Take the entries that follow and return exactly the lines from the one holding "let document = serde_json::from_slice(&bytes).map_err(|e|" through the one holding "let dir = match", both included. Nothing else is needed.

> [Supplied records]
+ + + +

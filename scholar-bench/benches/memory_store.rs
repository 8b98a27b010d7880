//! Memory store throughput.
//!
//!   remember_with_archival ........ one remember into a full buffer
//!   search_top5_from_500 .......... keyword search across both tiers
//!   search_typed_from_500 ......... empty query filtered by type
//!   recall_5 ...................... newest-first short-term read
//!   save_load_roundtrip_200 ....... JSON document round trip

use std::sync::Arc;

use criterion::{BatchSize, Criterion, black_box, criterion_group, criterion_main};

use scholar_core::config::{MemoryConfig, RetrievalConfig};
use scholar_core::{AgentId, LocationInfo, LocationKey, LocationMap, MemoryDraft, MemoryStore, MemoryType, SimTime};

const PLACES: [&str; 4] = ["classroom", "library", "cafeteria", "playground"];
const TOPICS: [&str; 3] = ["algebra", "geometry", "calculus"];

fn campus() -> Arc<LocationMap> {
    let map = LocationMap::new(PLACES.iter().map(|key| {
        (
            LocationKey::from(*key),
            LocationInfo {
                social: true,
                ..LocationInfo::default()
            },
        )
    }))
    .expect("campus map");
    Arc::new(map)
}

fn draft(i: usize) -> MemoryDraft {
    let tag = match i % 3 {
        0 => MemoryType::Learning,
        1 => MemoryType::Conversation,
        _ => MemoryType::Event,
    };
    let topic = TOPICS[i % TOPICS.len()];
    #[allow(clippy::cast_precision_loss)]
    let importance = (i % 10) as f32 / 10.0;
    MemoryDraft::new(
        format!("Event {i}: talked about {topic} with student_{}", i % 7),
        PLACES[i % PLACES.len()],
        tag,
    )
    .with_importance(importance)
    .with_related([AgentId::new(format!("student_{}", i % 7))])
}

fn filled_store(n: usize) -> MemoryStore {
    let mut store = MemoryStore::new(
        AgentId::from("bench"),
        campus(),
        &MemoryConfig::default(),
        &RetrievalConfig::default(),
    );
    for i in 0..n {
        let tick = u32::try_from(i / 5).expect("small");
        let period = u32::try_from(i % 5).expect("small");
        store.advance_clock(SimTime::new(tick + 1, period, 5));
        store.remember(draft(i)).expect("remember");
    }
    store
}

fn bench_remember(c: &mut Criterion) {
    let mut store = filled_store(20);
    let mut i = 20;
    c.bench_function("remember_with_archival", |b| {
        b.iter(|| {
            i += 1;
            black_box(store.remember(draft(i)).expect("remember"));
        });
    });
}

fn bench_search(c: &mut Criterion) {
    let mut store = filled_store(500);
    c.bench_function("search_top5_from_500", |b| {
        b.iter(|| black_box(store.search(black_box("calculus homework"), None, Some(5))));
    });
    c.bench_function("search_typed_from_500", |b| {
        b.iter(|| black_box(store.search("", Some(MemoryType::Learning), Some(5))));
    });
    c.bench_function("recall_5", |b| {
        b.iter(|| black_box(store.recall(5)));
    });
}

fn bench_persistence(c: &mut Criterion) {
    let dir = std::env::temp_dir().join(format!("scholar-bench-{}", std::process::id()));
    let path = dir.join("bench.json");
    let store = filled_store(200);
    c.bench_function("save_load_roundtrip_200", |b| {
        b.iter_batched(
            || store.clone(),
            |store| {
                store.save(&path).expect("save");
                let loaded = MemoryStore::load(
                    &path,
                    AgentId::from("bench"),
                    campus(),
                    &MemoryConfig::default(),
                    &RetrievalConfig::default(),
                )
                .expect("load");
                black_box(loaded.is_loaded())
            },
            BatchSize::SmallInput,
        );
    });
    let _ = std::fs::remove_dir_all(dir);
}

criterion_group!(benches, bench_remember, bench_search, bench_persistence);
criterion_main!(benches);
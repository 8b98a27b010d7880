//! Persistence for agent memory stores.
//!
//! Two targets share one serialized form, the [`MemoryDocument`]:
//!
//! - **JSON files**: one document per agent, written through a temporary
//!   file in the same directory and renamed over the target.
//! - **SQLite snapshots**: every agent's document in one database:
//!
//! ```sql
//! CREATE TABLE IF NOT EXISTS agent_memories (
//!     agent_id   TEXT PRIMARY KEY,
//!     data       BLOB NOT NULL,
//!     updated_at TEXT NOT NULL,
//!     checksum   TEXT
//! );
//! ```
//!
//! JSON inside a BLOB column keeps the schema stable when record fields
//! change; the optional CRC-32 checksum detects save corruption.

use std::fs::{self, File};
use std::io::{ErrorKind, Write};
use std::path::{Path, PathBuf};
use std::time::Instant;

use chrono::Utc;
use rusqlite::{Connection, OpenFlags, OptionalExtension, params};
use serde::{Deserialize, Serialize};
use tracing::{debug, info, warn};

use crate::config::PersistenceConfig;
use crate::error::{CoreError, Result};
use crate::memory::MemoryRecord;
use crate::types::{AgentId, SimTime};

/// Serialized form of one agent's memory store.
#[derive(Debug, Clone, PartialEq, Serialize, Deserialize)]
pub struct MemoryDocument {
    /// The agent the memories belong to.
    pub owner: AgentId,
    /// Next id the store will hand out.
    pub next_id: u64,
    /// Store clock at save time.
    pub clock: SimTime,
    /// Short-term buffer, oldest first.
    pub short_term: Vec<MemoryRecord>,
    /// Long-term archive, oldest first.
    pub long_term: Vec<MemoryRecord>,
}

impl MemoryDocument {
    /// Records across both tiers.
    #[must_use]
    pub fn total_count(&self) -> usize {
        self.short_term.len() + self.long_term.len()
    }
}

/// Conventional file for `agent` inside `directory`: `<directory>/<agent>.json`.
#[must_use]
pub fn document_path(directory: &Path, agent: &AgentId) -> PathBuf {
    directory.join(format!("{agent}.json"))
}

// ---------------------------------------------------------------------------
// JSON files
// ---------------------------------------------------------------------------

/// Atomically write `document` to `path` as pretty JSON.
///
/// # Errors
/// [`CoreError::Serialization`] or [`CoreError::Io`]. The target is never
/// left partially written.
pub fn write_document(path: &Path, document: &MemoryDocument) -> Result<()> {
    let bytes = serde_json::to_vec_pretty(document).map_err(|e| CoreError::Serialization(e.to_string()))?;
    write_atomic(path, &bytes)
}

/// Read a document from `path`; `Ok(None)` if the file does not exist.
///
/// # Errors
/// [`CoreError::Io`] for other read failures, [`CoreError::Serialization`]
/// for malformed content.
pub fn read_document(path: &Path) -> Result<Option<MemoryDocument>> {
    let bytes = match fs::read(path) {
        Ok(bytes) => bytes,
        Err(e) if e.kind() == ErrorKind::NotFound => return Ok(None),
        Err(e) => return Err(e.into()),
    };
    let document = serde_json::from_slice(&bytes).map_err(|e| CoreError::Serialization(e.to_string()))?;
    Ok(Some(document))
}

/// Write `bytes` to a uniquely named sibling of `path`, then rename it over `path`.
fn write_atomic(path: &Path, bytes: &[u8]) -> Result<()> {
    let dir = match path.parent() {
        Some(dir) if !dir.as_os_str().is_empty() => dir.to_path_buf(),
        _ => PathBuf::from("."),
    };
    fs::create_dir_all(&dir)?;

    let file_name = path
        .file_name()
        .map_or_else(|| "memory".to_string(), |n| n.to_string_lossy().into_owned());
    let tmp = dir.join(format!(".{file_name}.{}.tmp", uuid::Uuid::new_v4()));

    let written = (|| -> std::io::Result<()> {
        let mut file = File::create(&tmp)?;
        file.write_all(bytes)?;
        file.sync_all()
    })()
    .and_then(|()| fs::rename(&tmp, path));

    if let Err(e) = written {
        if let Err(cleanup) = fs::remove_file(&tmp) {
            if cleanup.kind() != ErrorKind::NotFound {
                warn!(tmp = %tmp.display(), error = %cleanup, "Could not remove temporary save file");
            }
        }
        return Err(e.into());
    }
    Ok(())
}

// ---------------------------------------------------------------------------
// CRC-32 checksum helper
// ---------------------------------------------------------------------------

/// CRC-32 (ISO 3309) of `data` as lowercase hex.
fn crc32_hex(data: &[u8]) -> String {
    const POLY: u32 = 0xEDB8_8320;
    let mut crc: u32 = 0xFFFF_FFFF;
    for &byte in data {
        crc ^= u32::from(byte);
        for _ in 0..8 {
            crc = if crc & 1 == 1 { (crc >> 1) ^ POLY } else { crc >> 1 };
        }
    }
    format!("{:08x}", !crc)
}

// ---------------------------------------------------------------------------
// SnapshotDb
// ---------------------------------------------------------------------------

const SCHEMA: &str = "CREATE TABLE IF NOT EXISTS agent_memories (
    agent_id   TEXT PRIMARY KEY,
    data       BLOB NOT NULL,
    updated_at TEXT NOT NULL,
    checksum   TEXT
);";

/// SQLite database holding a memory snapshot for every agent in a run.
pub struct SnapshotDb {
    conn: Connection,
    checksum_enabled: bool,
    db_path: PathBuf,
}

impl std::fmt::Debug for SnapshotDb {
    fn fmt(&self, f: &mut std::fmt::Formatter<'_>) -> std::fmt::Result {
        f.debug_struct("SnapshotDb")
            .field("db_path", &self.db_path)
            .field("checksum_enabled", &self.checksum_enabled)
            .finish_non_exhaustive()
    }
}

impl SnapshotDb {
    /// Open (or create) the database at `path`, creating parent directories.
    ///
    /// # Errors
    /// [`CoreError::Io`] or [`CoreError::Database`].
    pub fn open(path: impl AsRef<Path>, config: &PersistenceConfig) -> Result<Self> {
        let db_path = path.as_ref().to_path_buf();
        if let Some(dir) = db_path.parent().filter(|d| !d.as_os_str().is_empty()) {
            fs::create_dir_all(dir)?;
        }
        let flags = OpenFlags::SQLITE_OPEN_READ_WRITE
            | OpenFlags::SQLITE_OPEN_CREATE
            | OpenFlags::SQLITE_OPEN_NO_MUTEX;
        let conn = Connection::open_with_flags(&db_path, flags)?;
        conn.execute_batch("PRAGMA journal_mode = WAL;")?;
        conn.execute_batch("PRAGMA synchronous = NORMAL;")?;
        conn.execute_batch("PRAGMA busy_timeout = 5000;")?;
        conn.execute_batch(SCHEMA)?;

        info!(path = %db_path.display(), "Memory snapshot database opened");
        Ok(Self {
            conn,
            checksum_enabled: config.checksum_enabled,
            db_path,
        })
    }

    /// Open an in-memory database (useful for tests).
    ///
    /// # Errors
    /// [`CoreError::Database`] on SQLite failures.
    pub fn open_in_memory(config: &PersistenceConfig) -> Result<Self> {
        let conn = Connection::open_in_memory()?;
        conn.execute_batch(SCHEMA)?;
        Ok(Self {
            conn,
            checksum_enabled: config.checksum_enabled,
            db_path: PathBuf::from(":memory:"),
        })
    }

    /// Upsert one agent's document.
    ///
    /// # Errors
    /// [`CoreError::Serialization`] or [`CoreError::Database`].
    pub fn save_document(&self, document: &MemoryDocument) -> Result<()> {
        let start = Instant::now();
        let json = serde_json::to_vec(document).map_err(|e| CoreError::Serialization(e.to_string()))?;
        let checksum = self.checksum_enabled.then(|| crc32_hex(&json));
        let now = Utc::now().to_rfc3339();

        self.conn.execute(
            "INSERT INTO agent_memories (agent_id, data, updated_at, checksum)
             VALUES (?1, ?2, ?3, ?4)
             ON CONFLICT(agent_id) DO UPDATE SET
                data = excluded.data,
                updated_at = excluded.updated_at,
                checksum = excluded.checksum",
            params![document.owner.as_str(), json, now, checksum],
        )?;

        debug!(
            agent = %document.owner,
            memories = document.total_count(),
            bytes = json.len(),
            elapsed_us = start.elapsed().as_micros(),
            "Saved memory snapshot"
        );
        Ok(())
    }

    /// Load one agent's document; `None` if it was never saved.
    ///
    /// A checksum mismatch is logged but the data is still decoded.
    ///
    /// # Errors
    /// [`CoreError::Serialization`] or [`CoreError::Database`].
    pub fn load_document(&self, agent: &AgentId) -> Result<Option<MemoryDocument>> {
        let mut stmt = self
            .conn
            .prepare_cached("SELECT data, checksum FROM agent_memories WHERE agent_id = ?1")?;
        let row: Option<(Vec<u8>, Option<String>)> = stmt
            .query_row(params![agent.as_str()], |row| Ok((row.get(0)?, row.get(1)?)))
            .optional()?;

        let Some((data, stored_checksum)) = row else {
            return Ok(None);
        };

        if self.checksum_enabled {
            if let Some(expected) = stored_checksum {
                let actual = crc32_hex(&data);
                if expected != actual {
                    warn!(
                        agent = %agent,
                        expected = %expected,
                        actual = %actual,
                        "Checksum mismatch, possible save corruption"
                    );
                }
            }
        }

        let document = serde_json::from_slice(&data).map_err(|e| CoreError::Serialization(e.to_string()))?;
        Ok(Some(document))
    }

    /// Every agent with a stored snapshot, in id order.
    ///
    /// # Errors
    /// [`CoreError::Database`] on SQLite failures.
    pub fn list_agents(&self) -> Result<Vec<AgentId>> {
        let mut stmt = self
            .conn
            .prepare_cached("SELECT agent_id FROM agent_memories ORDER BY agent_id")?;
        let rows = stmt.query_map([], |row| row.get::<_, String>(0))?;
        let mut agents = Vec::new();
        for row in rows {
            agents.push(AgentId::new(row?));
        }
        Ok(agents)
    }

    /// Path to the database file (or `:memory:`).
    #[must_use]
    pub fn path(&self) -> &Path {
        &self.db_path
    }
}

+ + + +

> [Your response]
    let document = serde_json::from_slice(&bytes).map_err(|e| CoreError::Serialization(e.to_string()))?;
    Ok(Some(document))
}

/// Write `bytes` to a uniquely named sibling of `path`, then rename it over `path`.
fn write_atomic(path: &Path, bytes: &[u8]) -> Result<()> {
    let dir = match path.parent() {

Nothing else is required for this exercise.